● **The task**: There is one span to output from the data below: the lines starting at the line with "missing metadata value" and ending at the line with "pub const DEFAULT_ENCODING: &str". Output it exactly, ends included, nothing more.

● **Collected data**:
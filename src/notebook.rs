//! The in-memory note registry.
//!
//! [`Notebook`] owns every [`Note`] for the lifetime of a run and is the
//! only path to create, enumerate, filter, tag, delete and aggregate them.
//! Nothing here prints; user-facing messaging belongs to the CLI layer.

use std::collections::BTreeMap;

use log::debug;

use crate::{Note, NotebookError, Result};

/// In-memory registry of notes, indexed by their numeric code.
///
/// Codes start at 1 and are assigned by a counter that only ever grows, so
/// a code is never reused within one Notebook instance, deletions included.
#[derive(Debug, Default)]
pub struct Notebook {
    /// Notes keyed by code. Codes increase monotonically, so iteration
    /// order is also insertion order.
    notes: BTreeMap<u64, Note>,

    /// The last code handed out; 0 before the first insertion.
    last_code: u64,
}

impl Notebook {
    /// Creates an empty notebook.
    pub fn new() -> Self {
        Self::default()
    }

    /// Creates a note and returns its assigned code.
    ///
    /// `importance` is stored as supplied; it is classified
    /// case-insensitively only when filtering. This operation cannot fail.
    pub fn add_note(
        &mut self,
        title: impl Into<String>,
        text: impl Into<String>,
        importance: impl Into<String>,
    ) -> u64 {
        self.last_code += 1;
        let code = self.last_code;
        let note = Note::new(code, title.into(), text.into(), importance.into());
        debug!("Created note {} ('{}')", code, note.title);
        self.notes.insert(code, note);
        code
    }

    /// Looks up a note by code.
    pub fn note(&self, code: u64) -> Option<&Note> {
        self.notes.get(&code)
    }

    /// Returns all notes in enumeration order.
    pub fn list_notes(&self) -> Vec<&Note> {
        self.notes.values().collect()
    }

    /// Returns the notes whose importance classifies as HIGH or MEDIUM
    /// (case-insensitive); LOW and unrecognized values are excluded.
    pub fn important_notes(&self) -> Vec<&Note> {
        self.notes.values().filter(|n| n.is_important()).collect()
    }

    /// Adds `tag` to the note with the given code. Adding a tag the note
    /// already carries is a no-op.
    pub fn add_tag(&mut self, code: u64, tag: impl Into<String>) -> Result<()> {
        let note = self
            .notes
            .get_mut(&code)
            .ok_or(NotebookError::NoteNotFound { code })?;
        note.add_tag(tag);
        Ok(())
    }

    /// Removes and returns the note with the given code.
    ///
    /// The code counter is unaffected, so the freed code is never handed
    /// out again.
    pub fn delete_note(&mut self, code: u64) -> Result<Note> {
        match self.notes.remove(&code) {
            Some(note) => {
                debug!("Deleted note {}", code);
                Ok(note)
            }
            None => Err(NotebookError::NoteNotFound { code }),
        }
    }

    /// Counts, per tag, how many notes carry it. Tags in use by no note do
    /// not appear in the result.
    pub fn tag_counts(&self) -> BTreeMap<String, usize> {
        let mut counts = BTreeMap::new();
        for note in self.notes.values() {
            for tag in &note.tags {
                *counts.entry(tag.clone()).or_insert(0) += 1;
            }
        }
        counts
    }

    /// Number of notes currently held.
    pub fn len(&self) -> usize {
        self.notes.len()
    }

    /// Whether the notebook holds no notes.
    pub fn is_empty(&self) -> bool {
        self.notes.is_empty()
    }
}

#[cfg(test)]
mod tests {
    use super::*;

    fn sample(notebook: &mut Notebook, title: &str, importance: &str) -> u64 {
        notebook.add_note(title, "body", importance)
    }

    #[test]
    fn codes_start_at_one_and_increase_without_gaps() {
        let mut notebook = Notebook::new();
        assert_eq!(sample(&mut notebook, "a", "HIGH"), 1);
        assert_eq!(sample(&mut notebook, "b", "LOW"), 2);
        assert_eq!(sample(&mut notebook, "c", "MEDIUM"), 3);
    }

    #[test]
    fn deleted_codes_are_never_reused() {
        let mut notebook = Notebook::new();
        sample(&mut notebook, "a", "HIGH");
        sample(&mut notebook, "b", "HIGH");
        notebook.delete_note(2).unwrap();
        assert_eq!(sample(&mut notebook, "c", "HIGH"), 3);
        notebook.delete_note(1).unwrap();
        notebook.delete_note(3).unwrap();
        assert!(notebook.is_empty());
        assert_eq!(sample(&mut notebook, "d", "HIGH"), 4);
    }

    #[test]
    fn delete_twice_reports_not_found() {
        let mut notebook = Notebook::new();
        let code = sample(&mut notebook, "a", "HIGH");
        assert!(notebook.delete_note(code).is_ok());
        match notebook.delete_note(code) {
            Err(NotebookError::NoteNotFound { code: missing }) => assert_eq!(missing, code),
            other => panic!("expected NoteNotFound, got {:?}", other.map(|n| n.code)),
        }
    }

    #[test]
    fn add_tag_on_unknown_code_reports_not_found() {
        let mut notebook = Notebook::new();
        assert!(matches!(
            notebook.add_tag(42, "work"),
            Err(NotebookError::NoteNotFound { code: 42 })
        ));
    }

    #[test]
    fn add_tag_twice_leaves_one_occurrence() {
        let mut notebook = Notebook::new();
        let code = sample(&mut notebook, "a", "HIGH");
        notebook.add_tag(code, "work").unwrap();
        notebook.add_tag(code, "work").unwrap();
        assert_eq!(notebook.note(code).unwrap().tags, vec!["work"]);
    }

    #[test]
    fn important_notes_filters_case_insensitively() {
        let mut notebook = Notebook::new();
        let high = sample(&mut notebook, "a", "high");
        let medium = sample(&mut notebook, "b", "Medium");
        sample(&mut notebook, "c", "LOW");
        sample(&mut notebook, "d", "someday");

        let important: Vec<u64> = notebook.important_notes().iter().map(|n| n.code).collect();
        assert_eq!(important, vec![high, medium]);
    }

    #[test]
    fn list_notes_enumerates_in_insertion_order() {
        let mut notebook = Notebook::new();
        sample(&mut notebook, "a", "HIGH");
        sample(&mut notebook, "b", "LOW");
        sample(&mut notebook, "c", "MEDIUM");
        notebook.delete_note(2).unwrap();
        sample(&mut notebook, "d", "LOW");

        let titles: Vec<&str> = notebook
            .list_notes()
            .iter()
            .map(|n| n.title.as_str())
            .collect();
        assert_eq!(titles, vec!["a", "c", "d"]);
    }

    #[test]
    fn tag_counts_sums_distinct_notes_per_tag() {
        let mut notebook = Notebook::new();
        let first = sample(&mut notebook, "a", "HIGH");
        let second = sample(&mut notebook, "b", "LOW");
        notebook.add_tag(first, "work").unwrap();
        notebook.add_tag(first, "home").unwrap();
        notebook.add_tag(second, "work").unwrap();

        let counts = notebook.tag_counts();
        assert_eq!(counts.get("work"), Some(&2));
        assert_eq!(counts.get("home"), Some(&1));
        assert_eq!(counts.get("never-used"), None);
        assert_eq!(counts.len(), 2);
    }

    #[test]
    fn tag_counts_drops_entries_when_notes_are_deleted() {
        let mut notebook = Notebook::new();
        let code = sample(&mut notebook, "a", "HIGH");
        notebook.add_tag(code, "work").unwrap();
        notebook.delete_note(code).unwrap();
        assert!(notebook.tag_counts().is_empty());
    }
}
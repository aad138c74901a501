use clap::Parser;

use crate::Commands;

/// Main CLI application arguments
#[derive(Parser)]
#[clap(
    version = "0.1.0",
    about = "Interactive in-memory note-taking application"
)]
pub struct Cli {
    /// Prompt shown before each command line
    #[clap(long, value_parser)]
    pub prompt: Option<String>,

    /// Disable colored output
    #[clap(long)]
    pub no_color: bool,

    /// Importance assigned to notes created without an explicit level
    #[clap(long)]
    pub importance: Option<String>,

    /// Verbose output mode
    #[clap(short, long)]
    pub verbose: bool,
}

/// One line typed into the session, parsed as a command
#[derive(Parser)]
#[clap(name = "notebook", no_binary_name = true, disable_version_flag = true)]
pub struct ShellLine {
    /// Command for this line
    #[clap(subcommand)]
    pub command: Commands,
}
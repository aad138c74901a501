//! Shared types for the notebook application.
//!
//! This module contains the crate-wide Result alias and the command set
//! understood by the interactive shell.
use clap::Subcommand;

use crate::NotebookError;

/// A specialized Result type for notebook operations.
pub type Result<T> = std::result::Result<T, NotebookError>;

/// Available commands inside a notebook session
#[derive(Debug, Subcommand)]
pub enum Commands {
    /// Create a new note
    Add {
        /// Title of the note
        title: String,

        /// Body text of the note
        text: String,

        /// Importance level (HIGH, MEDIUM or LOW)
        #[clap(short, long)]
        importance: Option<String>,
    },

    /// List all notes
    List {
        /// Format output as JSON
        #[clap(short, long)]
        json: bool,

        /// Show full note bodies and tags instead of previews
        #[clap(short, long)]
        detailed: bool,
    },

    /// List only important notes (HIGH or MEDIUM)
    Important {
        /// Format output as JSON
        #[clap(short, long)]
        json: bool,
    },

    /// Add a tag to a note
    Tag {
        /// Code of the note to tag
        code: u64,

        /// Tag to add (adding an existing tag is a no-op)
        tag: String,
    },

    /// Delete a note by code
    Delete {
        /// Code of the note to delete
        code: u64,

        /// Skip confirmation prompt
        #[clap(short, long)]
        force: bool,
    },

    /// Show how many notes carry each tag
    Tags,

    /// Leave the session
    #[clap(alias = "exit")]
    Quit,
}
mod app;
mod main;

pub use app::App;
pub use main::{Cli, ShellLine};
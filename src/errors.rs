//! Error types for the notebook application.
//!
//! This module defines the error type shared by the core registry and the
//! CLI layer.

use std::io;

use thiserror::Error;

/// The main error type for notebook operations.
#[derive(Error, Debug)]
pub enum NotebookError {
    /// Errors from console/stdin plumbing in the interactive shell.
    #[error("I/O error: {0}")]
    Io(#[from] io::Error),

    /// Errors from rendering notes as JSON.
    #[error("Serialization error: {0}")]
    Serialization(#[from] serde_json::Error),

    /// Note was not found when performing an operation.
    #[error("Note not found: {code}")]
    NoteNotFound { code: u64 },
}
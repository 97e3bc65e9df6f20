//! Dataset assembly from the preamble and the loaded table.
//!
//! Each table column becomes a [`Dataset`]. Sensor columns are joined with
//! the preamble rows by position; the four leading columns get a display
//! name, optional date conversion and no sensor metadata. Every dataset
//! carries a summary value.

use crate::config::{DateFormat, ReadOptions};
use crate::constants::{
    DATE_COLUMN_NAME, DAY_FIRST_FORMAT, MONTH_FIRST_FORMAT, PARAM_OFFSET, UNIT_DAY_FIRST,
    UNIT_MONTH_FIRST,
};
use crate::error::{KorexoError, Result};
use crate::fallback::attempt_or;
use crate::header::Preamble;
use crate::models::{Dataset, ParseWarning, Value};
use chrono::NaiveDate;
use polars::prelude::*;
use tracing::debug;

/// Build one dataset per header column, in header order
pub fn assemble_datasets(
    preamble: &Preamble,
    table: &DataFrame,
    options: &ReadOptions,
) -> Result<(Vec<Dataset>, Vec<ParseWarning>)> {
    let mut datasets = Vec::with_capacity(preamble.columns.len());
    let mut warnings = Vec::new();
    let params = preamble.params();

    for (i, label) in preamble.columns.iter().enumerate() {
        let mut data = table
            .column(label)
            .map_err(|_| KorexoError::MissingColumn {
                name: label.clone(),
            })?
            .as_materialized_series()
            .clone();

        let dataset = if i >= PARAM_OFFSET {
            let pi = i - PARAM_OFFSET;
            let median = summarize(&data, label, &mut warnings)?;
            Dataset {
                name: params[pi].clone(),
                column: label.clone(),
                sensor: preamble.sensors[pi].clone(),
                mean: preamble.means[pi],
                stdev: preamble.stdevs[pi],
                data,
                median,
            }
        } else {
            let (name, unit) = split_label(label);
            if options.parse_dates && name == DATE_COLUMN_NAME {
                data = convert_dates(data, label, unit, &options.date_format, &mut warnings);
            }
            let median = summarize(&data, label, &mut warnings)?;
            Dataset {
                name,
                column: label.clone(),
                sensor: String::new(),
                mean: None,
                stdev: None,
                data,
                median,
            }
        };

        datasets.push(dataset);
    }

    debug!(
        "Assembled {} datasets ({} warnings)",
        datasets.len(),
        warnings.len()
    );
    Ok((datasets, warnings))
}

/// Split a label such as `Date (MM/DD/YYYY)` into its name and unit text
fn split_label(label: &str) -> (String, Option<&str>) {
    match label.split_once('(') {
        Some((name, rest)) => {
            let unit = rest.strip_suffix(')').unwrap_or(rest).trim();
            (name.trim().to_string(), Some(unit))
        }
        None => (label.to_string(), None),
    }
}

/// Pick the strftime pattern for the date column, if one can be determined
fn resolve_date_format(unit: Option<&str>, requested: &DateFormat) -> Option<String> {
    match requested {
        DateFormat::Explicit(pattern) => Some(pattern.clone()),
        DateFormat::Auto => match unit {
            Some(UNIT_MONTH_FIRST) => Some(MONTH_FIRST_FORMAT.to_string()),
            Some(UNIT_DAY_FIRST) => Some(DAY_FIRST_FORMAT.to_string()),
            _ => None,
        },
    }
}

/// Best-effort date conversion; the raw series is returned when it fails
fn convert_dates(
    data: Series,
    label: &str,
    unit: Option<&str>,
    requested: &DateFormat,
    warnings: &mut Vec<ParseWarning>,
) -> Series {
    let Some(format) = resolve_date_format(unit, requested) else {
        let unit = unit.unwrap_or_default().to_string();
        debug!("{}: unrecognised date unit '{}', leaving dates unparsed", label, unit);
        warnings.push(ParseWarning::DateFormatUnresolved {
            column: label.to_string(),
            unit,
        });
        return data;
    };

    let outcome = attempt_or(|| parse_dates(&data, &format), || data.clone());
    if let Some(reason) = outcome.failure() {
        debug!("{}: date parsing failed, keeping raw values: {}", label, reason);
        warnings.push(ParseWarning::DateParseFailed {
            column: label.to_string(),
            reason,
        });
    }
    outcome.into_value()
}

/// Parse every value with `format`; unparsable entries become null dates
fn parse_dates(data: &Series, format: &str) -> PolarsResult<Series> {
    let values = data.str()?;
    let dates = values
        .iter()
        .map(|v| v.and_then(|s| NaiveDate::parse_from_str(s.trim(), format).ok()));
    Ok(DateChunked::from_naive_date_options(data.name().clone(), dates).into_series())
}

/// The repeated value of a constant series, else its median, else its first value
fn summarize(data: &Series, label: &str, warnings: &mut Vec<ParseWarning>) -> Result<Value> {
    if data.is_empty() {
        return Ok(Value::Missing);
    }

    if data.n_unique()? == 1 {
        return Ok(Value::from(data.get(0)?));
    }

    let outcome = attempt_or(|| median(data), || first_value(data));
    if let Some(reason) = outcome.failure() {
        debug!("{}: no median ({}), using first value", label, reason);
        warnings.push(ParseWarning::MedianUnavailable {
            column: label.to_string(),
            reason,
        });
    }
    Ok(outcome.into_value())
}

fn first_value(data: &Series) -> Value {
    data.get(0).map(Value::from).unwrap_or(Value::Missing)
}

/// Median of the non-null values of a numeric series
fn median(data: &Series) -> std::result::Result<Value, String> {
    if !data.dtype().is_primitive_numeric() {
        return Err(format!("column of type {} is not numeric", data.dtype()));
    }

    let floats = data.cast(&DataType::Float64).map_err(|e| e.to_string())?;
    let mut values: Vec<f64> = floats
        .f64()
        .map_err(|e| e.to_string())?
        .into_iter()
        .flatten()
        .filter(|v| !v.is_nan())
        .collect();

    if values.is_empty() {
        return Err("no numeric values".to_string());
    }

    values.sort_by(f64::total_cmp);
    let mid = values.len() / 2;
    let median = if values.len() % 2 == 0 {
        (values[mid - 1] + values[mid]) / 2.0
    } else {
        values[mid]
    };
    Ok(Value::Float(median))
}
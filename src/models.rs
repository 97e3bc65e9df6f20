//! Core data structures for KorEXO profile reading.
//!
//! Defines the file metadata gathered from the preamble, the per-column
//! datasets, the parse record and the scalar values used for summaries.

use chrono::{DateTime, Local, NaiveDate};
use polars::prelude::{AnyValue, DataFrame, Series};
use serde::{Deserialize, Serialize};
use std::fmt;

/// Days between 0001-01-01 and the Unix epoch, as counted by chrono
const UNIX_EPOCH_DAYS_FROM_CE: i32 = 719_163;

/// A single scalar taken from a column
#[derive(Debug, Clone, PartialEq, Serialize, Deserialize)]
pub enum Value {
    Missing,
    Bool(bool),
    Int(i64),
    Float(f64),
    Text(String),
    Date(NaiveDate),
}

impl Value {
    pub fn is_missing(&self) -> bool {
        matches!(self, Value::Missing)
    }

    /// Numeric view of the value, if it has one
    pub fn as_f64(&self) -> Option<f64> {
        match self {
            Value::Int(v) => Some(*v as f64),
            Value::Float(v) => Some(*v),
            _ => None,
        }
    }
}

impl From<AnyValue<'_>> for Value {
    fn from(value: AnyValue<'_>) -> Self {
        match value {
            AnyValue::Null => Value::Missing,
            AnyValue::Boolean(v) => Value::Bool(v),
            AnyValue::Int8(v) => Value::Int(v.into()),
            AnyValue::Int16(v) => Value::Int(v.into()),
            AnyValue::Int32(v) => Value::Int(v.into()),
            AnyValue::Int64(v) => Value::Int(v),
            AnyValue::UInt8(v) => Value::Int(v.into()),
            AnyValue::UInt16(v) => Value::Int(v.into()),
            AnyValue::UInt32(v) => Value::Int(v.into()),
            AnyValue::UInt64(v) => match i64::try_from(v) {
                Ok(v) => Value::Int(v),
                Err(_) => Value::Float(v as f64),
            },
            AnyValue::Float32(v) => Value::Float(v.into()),
            AnyValue::Float64(v) => Value::Float(v),
            AnyValue::String(s) => Value::Text(s.to_string()),
            AnyValue::StringOwned(s) => Value::Text(s.to_string()),
            AnyValue::Date(days) => {
                match NaiveDate::from_num_days_from_ce_opt(days + UNIX_EPOCH_DAYS_FROM_CE) {
                    Some(date) => Value::Date(date),
                    None => Value::Missing,
                }
            }
            other => Value::Text(other.to_string()),
        }
    }
}

impl fmt::Display for Value {
    fn fmt(&self, f: &mut fmt::Formatter<'_>) -> fmt::Result {
        match self {
            Value::Missing => write!(f, "NA"),
            Value::Bool(v) => write!(f, "{}", v),
            Value::Int(v) => write!(f, "{}", v),
            Value::Float(v) => write!(f, "{}", v),
            Value::Text(v) => write!(f, "{}", v),
            Value::Date(v) => write!(f, "{}", v),
        }
    }
}

/// Metadata gathered from the filesystem and the file preamble
#[derive(Debug, Clone, Default, Serialize, Deserialize)]
pub struct FileMetadata {
    /// Filesystem creation time, where the platform reports one
    pub created_file: Option<DateTime<Local>>,
    pub modified_file: Option<DateTime<Local>>,
    /// Creation time as stated in the `FILE CREATED` line
    pub created_info: Option<String>,
    /// 1-based line number of the data header
    pub header_line_no: usize,
    /// Every header label, including the four leading columns
    pub columns: Vec<String>,
    /// Sensor parameter labels (header labels after the leading columns)
    pub params: Vec<String>,
    pub sensors: Vec<String>,
    pub means: Vec<Option<f64>>,
    pub stdevs: Vec<Option<f64>>,
}

/// One column of the export with its sensor metadata and summary
#[derive(Debug, Clone)]
pub struct Dataset {
    /// Display name (label without unit annotation for leading columns)
    pub name: String,
    /// Raw header label
    pub column: String,
    /// Sensor serial, empty for the leading columns
    pub sensor: String,
    pub mean: Option<f64>,
    pub stdev: Option<f64>,
    pub data: Series,
    /// The repeated value for constant columns, else the median, else the first value.
    ///
    /// The median skips nulls and NaN rather than propagating them.
    pub median: Value,
}

/// Non-fatal conditions met while assembling datasets
#[derive(Debug, Clone, PartialEq, Eq, Serialize, Deserialize)]
pub enum ParseWarning {
    /// The `Date (...)` unit annotation did not name a known format
    DateFormatUnresolved { column: String, unit: String },
    /// Date conversion failed as a whole; raw values were kept
    DateParseFailed { column: String, reason: String },
    /// No median could be computed; the first value was used
    MedianUnavailable { column: String, reason: String },
}

impl fmt::Display for ParseWarning {
    fn fmt(&self, f: &mut fmt::Formatter<'_>) -> fmt::Result {
        match self {
            ParseWarning::DateFormatUnresolved { column, unit } => write!(
                f,
                "{}: unrecognised date unit '{}', dates left unparsed",
                column, unit
            ),
            ParseWarning::DateParseFailed { column, reason } => {
                write!(f, "{}: date parsing failed ({}), raw values kept", column, reason)
            }
            ParseWarning::MedianUnavailable { column, reason } => {
                write!(f, "{}: no median ({}), first value used", column, reason)
            }
        }
    }
}

/// Result of parsing one export
#[derive(Debug, Clone)]
pub struct Record {
    pub metadata: FileMetadata,
    pub datasets: Vec<Dataset>,
    /// The data body keyed by the raw header labels
    pub table: DataFrame,
    pub warnings: Vec<ParseWarning>,
}

impl Record {
    /// Look up a dataset by its raw header label
    pub fn dataset(&self, column: &str) -> Option<&Dataset> {
        self.datasets.iter().find(|d| d.column == column)
    }
}

#[cfg(test)]
mod tests {
    use super::*;

    #[test]
    fn test_value_from_any_value() {
        assert_eq!(Value::from(AnyValue::Null), Value::Missing);
        assert_eq!(Value::from(AnyValue::Int32(7)), Value::Int(7));
        assert_eq!(Value::from(AnyValue::Float64(1.5)), Value::Float(1.5));
        assert_eq!(
            Value::from(AnyValue::String("Site A")),
            Value::Text("Site A".to_string())
        );
        assert_eq!(
            Value::from(AnyValue::Date(0)),
            Value::Date(NaiveDate::from_ymd_opt(1970, 1, 1).unwrap())
        );
    }

    #[test]
    fn test_value_numeric_view() {
        assert_eq!(Value::Int(3).as_f64(), Some(3.0));
        assert_eq!(Value::Text("x".to_string()).as_f64(), None);
        assert!(Value::Missing.is_missing());
    }
}
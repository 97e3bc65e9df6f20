//! KorEXO Profile Library
//!
//! A Rust library for reading water-quality sonde exports written by the
//! YSI KorEXO software and turning depth casts into regularly spaced
//! profiles.
//!
//! This library provides tools for:
//! - Decoding exports in their native UTF-16 (or any WHATWG encoding)
//! - Scanning the preamble for sensor serials, means and standard deviations
//! - Loading the data body with polars and pairing columns with sensor metadata
//! - Detecting the date format from the `Date (...)` header label
//! - Renaming columns to canonical short names with a combined timestamp
//! - Resampling a profile onto a uniform step grid
//!
//! ```no_run
//! use korexo_profile::{ResampleOptions, map_columns, parse, resample};
//!
//! let record = parse("cast.csv")?;
//! let table = map_columns(&record.datasets)?;
//! let profile = resample(&table, "water_depth", &ResampleOptions::default())?;
//! println!("{}", profile);
//! # Ok::<(), korexo_profile::KorexoError>(())
//! ```

pub mod assembler;
pub mod cli;
pub mod config;
pub mod constants;
pub mod error;
pub mod fallback;
pub mod header;
pub mod mapping;
pub mod models;
pub mod reader;
pub mod resample;
pub mod table;

pub use config::{DateFormat, ReadOptions, ResampleOptions};
pub use error::{KorexoError, Result};
pub use mapping::{CanonicalColumn, ColumnRenamer, CustomMapping, DefaultMapping};
pub use mapping::{map_columns, map_columns_with};
pub use models::{Dataset, FileMetadata, ParseWarning, Record, Value};
pub use reader::{parse, parse_bytes, parse_with_options};
pub use resample::resample;
//! Format constants for KorEXO exports
//!
//! Line markers, the positional layout of the preamble rows and the
//! defaults used throughout the reader.

// =============================================================================
// Preamble Layout
// =============================================================================

/// Number of leading non-sensor columns (date, time, fractional time, site).
///
/// Metadata rows carry the same number of leading fields before their
/// per-parameter values, so this also aligns them with the table columns.
pub const PARAM_OFFSET: usize = 4;

/// Prefix of the line holding the stated file creation time
pub const FILE_CREATED_MARKER: &str = "FILE CREATED";

/// Marker contained in the per-parameter mean row
pub const MEAN_VALUE_MARKER: &str = "MEAN VALUE:";

/// Marker contained in the per-parameter standard deviation row
pub const STANDARD_DEVIATION_MARKER: &str = "STANDARD DEVIATION:";

/// Marker contained in the sensor serial number row
pub const SENSOR_SERIAL_MARKER: &str = "SENSOR SERIAL NUMBER:";

/// Prefix of the data header line
pub const HEADER_LINE_PREFIX: &str = "Date (";

/// Token used for a missing metadata value
pub const MISSING_TOKEN: &str = "NA";

// =============================================================================
// Dates
// =============================================================================

/// Display name of the leading date column
pub const DATE_COLUMN_NAME: &str = "Date";

/// Unit annotation for month-first dates
pub const UNIT_MONTH_FIRST: &str = "MM/DD/YYYY";

/// Unit annotation for day-first dates
pub const UNIT_DAY_FIRST: &str = "DD/MM/YYYY";

pub const MONTH_FIRST_FORMAT: &str = "%m/%d/%Y";
pub const DAY_FIRST_FORMAT: &str = "%d/%m/%Y";

/// Format of the combined date and time string in canonical tables
pub const COMBINED_TIMESTAMP_FORMAT: &str = "%Y-%m-%d %H:%M:%S";

// =============================================================================
// Canonical Tables
// =============================================================================

/// Label given to raw columns the rename lookup does not know
pub const UNMAPPED_COLUMN: &str = "NA";

pub const DATETIME_COLUMN: &str = "datetime";
pub const CANONICAL_DATE_COLUMN: &str = "date";
pub const CANONICAL_TIME_COLUMN: &str = "time";

// =============================================================================
// Defaults
// =============================================================================

pub const DEFAULT_ENCODING: &str = "utf-16";
pub const DEFAULT_STEP: f64 = 0.05;
pub const DEFAULT_STEP_PRECISION: i32 = 5;

/// Largest grid a single resample may produce
pub const MAX_GRID_POINTS: usize = 10_000_000;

● **Task answer**:
/// Token used for a missing metadata value
pub const MISSING_TOKEN: &str = "NA";

// =============================================================================
// Dates
// =============================================================================

/// Display name of the leading date column
pub const DATE_COLUMN_NAME: &str = "Date";

/// Unit annotation for month-first dates
pub const UNIT_MONTH_FIRST: &str = "MM/DD/YYYY";

/// Unit annotation for day-first dates
pub const UNIT_DAY_FIRST: &str = "DD/MM/YYYY";

pub const MONTH_FIRST_FORMAT: &str = "%m/%d/%Y";
pub const DAY_FIRST_FORMAT: &str = "%d/%m/%Y";

/// Format of the combined date and time string in canonical tables
pub const COMBINED_TIMESTAMP_FORMAT: &str = "%Y-%m-%d %H:%M:%S";

// =============================================================================
// Canonical Tables
// =============================================================================

/// Label given to raw columns the rename lookup does not know
pub const UNMAPPED_COLUMN: &str = "NA";

pub const DATETIME_COLUMN: &str = "datetime";
pub const CANONICAL_DATE_COLUMN: &str = "date";
pub const CANONICAL_TIME_COLUMN: &str = "time";

// =============================================================================
// Defaults
// =============================================================================

pub const DEFAULT_ENCODING: &str = "utf-16";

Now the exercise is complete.